イースター島の謎の一つに、水平線しか見えない絶海の孤島に、なぜモアイ像のような巨石像を造る文明が生まれたのか?という点が挙げられます。

イースター島は、最盛期の人口でも1万人程度の小さな島です。このような孤島に世界の七不思議が生まれたこと自体が、大きな謎です。

絶海の孤島、イースター島

絶海の孤島、イースター島の場所

イースター島は現在、チリ領になっていますが、チリ本土からは3,800kmも離れた場所にあります。

最も近い有人島でも、直線距離で2,000km余りも離れています。まさにイースター島は、絶海の孤島なのです。

1772年にオランダ人のヤコブ・ロッフェーンが、この島を発見した日がキリスト教のイースター(復活祭)であっため、イースター島と名付けられました。

実は、イースター島の正式名称は「バスクア島」なのですが、私たちにはイースター島のほうが馴染み深いですね。

イースター島の全景と、島民の暮らし

グーグルアースで見るイースター島の全景

グーグルアースで見たイースター島の全景です。

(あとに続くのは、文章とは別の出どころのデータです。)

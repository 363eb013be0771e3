//! Document rendering
//!
//! Converts a semantic job plus a printer descriptor into something
//! the spooler can take: an in-process ESC/POS command stream for
//! thermal printers, or a file path (PDF, HTML label, raw spool file)
//! for everything else. No retries happen here; a failed render is a
//! failed attempt and the queue decides what happens next.

mod document;
mod download;
mod label;
mod receipt;
mod scratch;

use std::path::PathBuf;

use base64::engine::general_purpose::STANDARD as BASE64;
use base64::Engine as _;
use thiserror::Error;

use shared::{DocumentType, PrintJob, PrinterDescriptor};

pub use scratch::ScratchDir;

/// What the renderer hands to the spooler driver.
#[derive(Debug, Clone, PartialEq)]
pub enum RenderedOutput {
    /// Device-ready command stream (ESC/POS, ZPL, raw bytes).
    Stream(Vec<u8>),
    /// Path to a rendered file in the scratch directory.
    File(PathBuf),
}

#[derive(Debug, Error)]
pub enum RenderError {
    #[error("missing content field: {0}")]
    MissingContent(&'static str),

    #[error("download failed: {0}")]
    Download(String),

    #[error("base64 decode failed: {0}")]
    Decode(#[from] base64::DecodeError),

    #[error("PDF generation failed: {0}")]
    Pdf(String),

    #[error("I/O error: {0}")]
    Io(#[from] std::io::Error),
}

/// Stateless apart from the HTTP client and scratch dir; one instance
/// serves all jobs.
pub struct DocumentRenderer {
    http: reqwest::Client,
    scratch: ScratchDir,
}

impl DocumentRenderer {
    pub fn new(scratch: ScratchDir) -> Result<Self, RenderError> {
        let http = reqwest::Client::builder()
            .timeout(download::DOWNLOAD_TIMEOUT)
            .redirect(reqwest::redirect::Policy::limited(
                download::MAX_REDIRECTS,
            ))
            .build()
            .map_err(|e| RenderError::Download(e.to_string()))?;
        Ok(Self { http, scratch })
    }

    pub fn scratch(&self) -> &ScratchDir {
        &self.scratch
    }

    /// Render a job for a specific printer. First matching route wins.
    pub async fn render(
        &self,
        job: &PrintJob,
        printer: &PrinterDescriptor,
    ) -> Result<RenderedOutput, RenderError> {
        match job.document_type {
            DocumentType::Receipt | DocumentType::Ticket => Ok(RenderedOutput::Stream(
                receipt::render_receipt(job, printer),
            )),

            DocumentType::Invoice
            | DocumentType::Quote
            | DocumentType::DeliveryNote
            | DocumentType::Report => self.render_document(job).await,

            DocumentType::PdfRaw => self.prerendered_pdf(job).await,

            DocumentType::Label | DocumentType::Barcode | DocumentType::Qrcode => {
                self.render_label(job).await
            }

            DocumentType::Raw => raw_stream(job),
        }
    }

    /// Invoice-class documents: pass through a provided PDF, otherwise
    /// generate one from the structured fields.
    async fn render_document(&self, job: &PrintJob) -> Result<RenderedOutput, RenderError> {
        if job.content.pdf_url.is_some() || job.content.pdf_base64.is_some() {
            return self.prerendered_pdf(job).await;
        }

        let bytes = document::generate_document_pdf(job)?;
        let path = self.scratch.file_for(&job.id, "pdf");
        tokio::fs::write(&path, &bytes).await?;
        self.scratch.schedule_cleanup(path.clone());
        Ok(RenderedOutput::File(path))
    }

    /// Materialize `pdfUrl` / `pdfBase64` into a scratch file.
    async fn prerendered_pdf(&self, job: &PrintJob) -> Result<RenderedOutput, RenderError> {
        let path = self.scratch.file_for(&job.id, "pdf");

        if let Some(url) = &job.content.pdf_url {
            download::download_pdf(&self.http, url, &path).await?;
        } else if let Some(b64) = &job.content.pdf_base64 {
            let bytes = BASE64.decode(strip_data_url(b64))?;
            tokio::fs::write(&path, &bytes).await?;
        } else {
            return Err(RenderError::MissingContent("pdfUrl or pdfBase64"));
        }

        self.scratch.schedule_cleanup(path.clone());
        Ok(RenderedOutput::File(path))
    }

    /// Labels: ZPL → stream, rawData → stream, PDF → file, otherwise
    /// an HTML label at exact physical dimensions.
    async fn render_label(&self, job: &PrintJob) -> Result<RenderedOutput, RenderError> {
        if let Some(zpl) = &job.content.zpl {
            return Ok(RenderedOutput::Stream(zpl.clone().into_bytes()));
        }
        if let Some(raw) = &job.content.raw_data {
            return Ok(RenderedOutput::Stream(decode_payload(raw)));
        }
        if job.content.pdf_url.is_some() || job.content.pdf_base64.is_some() {
            return self.prerendered_pdf(job).await;
        }

        let html = label::build_label_html(job);
        let path = self.scratch.file_for(&job.id, "html");
        tokio::fs::write(&path, html.as_bytes()).await?;
        self.scratch.schedule_cleanup(path.clone());
        Ok(RenderedOutput::File(path))
    }
}

/// Raw device stream from `rawData` or `data`.
fn raw_stream(job: &PrintJob) -> Result<RenderedOutput, RenderError> {
    let payload = job
        .content
        .raw_data
        .as_ref()
        .or(job.content.data.as_ref())
        .ok_or(RenderError::MissingContent("rawData or data"))?;
    Ok(RenderedOutput::Stream(decode_payload(payload)))
}

/// Raw payloads arrive either as plain text or base64. Strict decode
/// first; anything that is not valid base64 is taken literally.
fn decode_payload(payload: &str) -> Vec<u8> {
    let trimmed = payload.trim();
    if !trimmed.is_empty() && trimmed.len() % 4 == 0 {
        if let Ok(bytes) = BASE64.decode(trimmed) {
            return bytes;
        }
    }
    payload.as_bytes().to_vec()
}

/// Accept `data:application/pdf;base64,...` as well as bare base64.
fn strip_data_url(b64: &str) -> &str {
    match b64.split_once("base64,") {
        Some((_, rest)) => rest,
        None => b64,
    }
}
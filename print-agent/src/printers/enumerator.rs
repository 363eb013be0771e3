//! Platform printer enumeration
//!
//! Unix (Linux/macOS) goes through CUPS (`lpstat`); Windows through
//! `EnumPrintersW`. Both feed raw records to the pure classifier.

use thiserror::Error;

use shared::PrinterDescriptor;

use super::classify::{classify, RawPrinter};

#[derive(Debug, Error)]
pub enum EnumerationError {
    #[error("printer service unavailable: {0}")]
    Platform(String),

    #[error("I/O error: {0}")]
    Io(#[from] std::io::Error),
}

/// Snapshot the local printers the OS knows about.
pub async fn enumerate() -> Result<Vec<PrinterDescriptor>, EnumerationError> {
    let raw = platform::list_raw().await?;
    Ok(raw.iter().map(classify).collect())
}

#[cfg(unix)]
mod platform {
    use super::{EnumerationError, RawPrinter};
    use tokio::process::Command;

    pub async fn list_raw() -> Result<Vec<RawPrinter>, EnumerationError> {
        let printers = run_lpstat(&["-p"]).await?;
        // Device URIs and the default destination are best-effort; a
        // CUPS with zero queues errors on these.
        let devices = run_lpstat(&["-v"]).await.unwrap_or_default();
        let default = run_lpstat(&["-d"]).await.unwrap_or_default();

        Ok(merge(
            parse_printers(&printers),
            &parse_devices(&devices),
            parse_default(&default).as_deref(),
        ))
    }

    async fn run_lpstat(args: &[&str]) -> Result<String, EnumerationError> {
        let output = Command::new("lpstat")
            .args(args)
            .output()
            .await
            .map_err(|e| EnumerationError::Platform(format!("lpstat: {e}")))?;

        if !output.status.success() {
            return Err(EnumerationError::Platform(format!(
                "lpstat {} failed: {}",
                args.join(" "),
                String::from_utf8_lossy(&output.stderr).trim()
            )));
        }

        Ok(String::from_utf8_lossy(&output.stdout).into_owned())
    }

    /// Parse `lpstat -p` lines:
    /// `printer NAME is idle.  enabled since ...`
    /// `printer NAME now printing NAME-123. ...`
    /// `printer NAME disabled since ...`
    pub(super) fn parse_printers(output: &str) -> Vec<(String, String)> {
        let mut printers = Vec::new();
        for line in output.lines() {
            let Some(rest) = line.strip_prefix("printer ") else {
                continue;
            };
            let mut words = rest.split_whitespace();
            let Some(name) = words.next() else {
                continue;
            };
            let status = match (words.next(), words.next()) {
                (Some("is"), Some(word)) => word.trim_end_matches('.').to_string(),
                (Some("now"), Some("printing")) => "printing".to_string(),
                (Some("disabled"), _) => "disabled".to_string(),
                _ => "unknown".to_string(),
            };
            printers.push((name.to_string(), status));
        }
        printers
    }

    /// Parse `lpstat -v` lines: `device for NAME: scheme://...`
    pub(super) fn parse_devices(output: &str) -> Vec<(String, String)> {
        let mut devices = Vec::new();
        for line in output.lines() {
            let Some(rest) = line.strip_prefix("device for ") else {
                continue;
            };
            if let Some((name, uri)) = rest.split_once(':') {
                devices.push((name.trim().to_string(), uri.trim().to_string()));
            }
        }
        devices
    }

    /// Parse `lpstat -d`: `system default destination: NAME`
    pub(super) fn parse_default(output: &str) -> Option<String> {
        output
            .lines()
            .find_map(|l| l.strip_prefix("system default destination:"))
            .map(|name| name.trim().to_string())
    }

    pub(super) fn merge(
        printers: Vec<(String, String)>,
        devices: &[(String, String)],
        default: Option<&str>,
    ) -> Vec<RawPrinter> {
        printers
            .into_iter()
            .map(|(name, status)| {
                let device_uri = devices
                    .iter()
                    .find(|(n, _)| *n == name)
                    .map(|(_, uri)| uri.clone());
                RawPrinter {
                    is_default: default == Some(name.as_str()),
                    device_uri,
                    status,
                    name,
                    ..Default::default()
                }
            })
            .collect()
    }

}

#[cfg(windows)]
mod platform {
    use super::{EnumerationError, RawPrinter};
    use windows::core::PWSTR;
    use windows::Win32::Graphics::Printing::{
        EnumPrintersW, GetDefaultPrinterW, PRINTER_ENUM_CONNECTIONS, PRINTER_ENUM_LOCAL,
        PRINTER_INFO_2W, PRINTER_STATUS_OFFLINE, PRINTER_STATUS_PAPER_OUT,
        PRINTER_STATUS_PRINTING,
    };

    pub async fn list_raw() -> Result<Vec<RawPrinter>, EnumerationError> {
        // The Win32 calls are synchronous; keep them off the runtime.
        tokio::task::spawn_blocking(list_raw_blocking)
            .await
            .map_err(|e| EnumerationError::Platform(format!("join error: {e}")))?
    }

    fn list_raw_blocking() -> Result<Vec<RawPrinter>, EnumerationError> {
        let default = default_printer();

        unsafe {
            let flags = PRINTER_ENUM_LOCAL | PRINTER_ENUM_CONNECTIONS;
            let mut needed: u32 = 0;
            let mut returned: u32 = 0;

            let _ = EnumPrintersW(flags, None, 2, None, &mut needed, &mut returned);
            if needed == 0 {
                return Ok(Vec::new());
            }

            let mut buf: Vec<u8> = vec![0; needed as usize];
            EnumPrintersW(
                flags,
                None,
                2,
                Some(buf.as_mut_slice()),
                &mut needed,
                &mut returned,
            )
            .map_err(|_| EnumerationError::Platform("EnumPrintersW failed".into()))?;

            let ptr = buf.as_ptr() as *const PRINTER_INFO_2W;
            let slice = std::slice::from_raw_parts(ptr, returned as usize);

            let mut result = Vec::new();
            for info in slice {
                if info.pPrinterName.is_null() {
                    continue;
                }
                let name = PWSTR(info.pPrinterName.0).to_string().unwrap_or_default();
                let port = pwstr_opt(info.pPortName);

                // Skip virtual printers by port name (OneNote, XPS, ...)
                if port
                    .as_deref()
                    .map(is_virtual_port)
                    .unwrap_or(false)
                {
                    continue;
                }

                let status = if (info.Status & PRINTER_STATUS_OFFLINE) != 0 {
                    "offline"
                } else if (info.Status & PRINTER_STATUS_PAPER_OUT) != 0 {
                    "paper-out"
                } else if (info.Status & PRINTER_STATUS_PRINTING) != 0 {
                    "printing"
                } else {
                    "idle"
                };

                result.push(RawPrinter {
                    is_default: default.as_deref() == Some(name.as_str()),
                    display_name: pwstr_opt(info.pShareName),
                    driver: pwstr_opt(info.pDriverName),
                    location: pwstr_opt(info.pLocation),
                    comment: pwstr_opt(info.pComment),
                    device_uri: None,
                    status: status.to_string(),
                    port,
                    name,
                });
            }

            Ok(result)
        }
    }

    unsafe fn pwstr_opt(p: PWSTR) -> Option<String> {
        if p.is_null() {
            None
        } else {
            p.to_string().ok().filter(|s| !s.is_empty())
        }
    }

    fn default_printer() -> Option<String> {
        unsafe {
            let mut needed: u32 = 0;
            let _ = GetDefaultPrinterW(None, &mut needed);
            if needed == 0 {
                return None;
            }
            let mut buf: Vec<u16> = vec![0; needed as usize];
            if !GetDefaultPrinterW(Some(PWSTR(buf.as_mut_ptr())), &mut needed).as_bool() {
                return None;
            }
            PWSTR(buf.as_mut_ptr()).to_string().ok()
        }
    }

    fn is_virtual_port(port: &str) -> bool {
        let p = port.to_lowercase();
        p == "file:"
            || p == "portprompt:"
            || p == "xpsport:"
            || p.starts_with("onenote")
            || p == "nul:"
            || p.starts_with("wfsport:")
    }
}

#[cfg(not(any(unix, windows)))]
mod platform {
    use super::{EnumerationError, RawPrinter};

    pub async fn list_raw() -> Result<Vec<RawPrinter>, EnumerationError> {
        Err(EnumerationError::Platform(
            "printer enumeration is not supported on this platform".into(),
        ))
    }
}
//! Spooler submission seam

use std::sync::Arc;

use async_trait::async_trait;
use thiserror::Error;

use shared::PrinterDescriptor;

use crate::render::{RenderedOutput, ScratchDir};

use super::monitor::SpoolerPoll;

/// Opaque reference to a job accepted by the OS print subsystem.
///
/// `os_job_id` is present only when the platform path exposes one;
/// the monitor adapts either way.
#[derive(Debug, Clone, PartialEq, Eq)]
pub struct SpoolerHandle {
    pub os_job_id: Option<u32>,
}

/// Options the driver needs beyond the rendered output itself.
#[derive(Debug, Clone, Default)]
pub struct SubmitOptions {
    /// Used to name spool files and spooler documents.
    pub job_id: String,
    pub landscape: bool,
    /// Custom page size for labels, in millimeters.
    pub page_width_mm: Option<f64>,
    pub page_height_mm: Option<f64>,
}

#[derive(Debug, Error)]
pub enum SpoolError {
    #[error("I/O error: {0}")]
    Io(#[from] std::io::Error),

    #[error("spooler rejected job: {0}")]
    Rejected(String),

    #[error("print timed out: {0}")]
    Timeout(String),

    #[error("platform error: {0}")]
    Platform(String),

    #[error("not supported on this platform: {0}")]
    Unsupported(&'static str),
}

/// Submit a rendered output to a named OS printer.
#[async_trait]
pub trait SpoolerDriver: Send + Sync {
    async fn submit(
        &self,
        output: &RenderedOutput,
        printer: &PrinterDescriptor,
        options: &SubmitOptions,
    ) -> Result<SpoolerHandle, SpoolError>;
}

/// The platform submission strategy, selected at construction.
#[allow(unused_variables)]
pub fn platform_driver(scratch: ScratchDir) -> Arc<dyn SpoolerDriver> {
    #[cfg(unix)]
    return Arc::new(super::driver_unix::LpDriver::new(scratch));
    #[cfg(windows)]
    return Arc::new(super::driver_windows::WindowsDriver::new());
    #[cfg(not(any(unix, windows)))]
    return Arc::new(UnsupportedDriver);
}

/// The platform status poll used by the monitor.
pub fn platform_poll() -> Arc<dyn SpoolerPoll> {
    #[cfg(unix)]
    return Arc::new(super::driver_unix::CupsPoll);
    #[cfg(windows)]
    return Arc::new(super::driver_windows::WindowsPoll);
    #[cfg(not(any(unix, windows)))]
    return Arc::new(UnsupportedPoll);
}

#[cfg(not(any(unix, windows)))]
struct UnsupportedDriver;

#[cfg(not(any(unix, windows)))]
#[async_trait]
impl SpoolerDriver for UnsupportedDriver {
    async fn submit(
        &self,
        _output: &RenderedOutput,
        _printer: &PrinterDescriptor,
        _options: &SubmitOptions,
    ) -> Result<SpoolerHandle, SpoolError> {
        Err(SpoolError::Unsupported("spooler submission"))
    }
}

#[cfg(not(any(unix, windows)))]
struct UnsupportedPoll;

#[cfg(not(any(unix, windows)))]
#[async_trait]
impl SpoolerPoll for UnsupportedPoll {
    async fn job_status(
        &self,
        _printer: &str,
        _os_job_id: u32,
    ) -> Result<super::monitor::OsJobStatus, SpoolError> {
        Err(SpoolError::Unsupported("spooler polling"))
    }
}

面積は約163.6キロ平方メートルあります。

イースター島は、伊豆大島(91.06キロ平方メートル)の2倍弱の大きさになります。北海道の利尻島とは、ほぼ同じ大きさの島になります。

イースター島は、島全体が「ラパ・ヌイ国立公園」として国立公園になっています。1995年には、世界遺産に登録されています。

現在、イースター島には約4,000人の島民が住んでいます。そのほとんどは西洋人の奴隷狩りによって連れ去られ、のちに戻ってきた人々の子孫です。

このため、イースター島に伝わる古い文化の継承は途切れています。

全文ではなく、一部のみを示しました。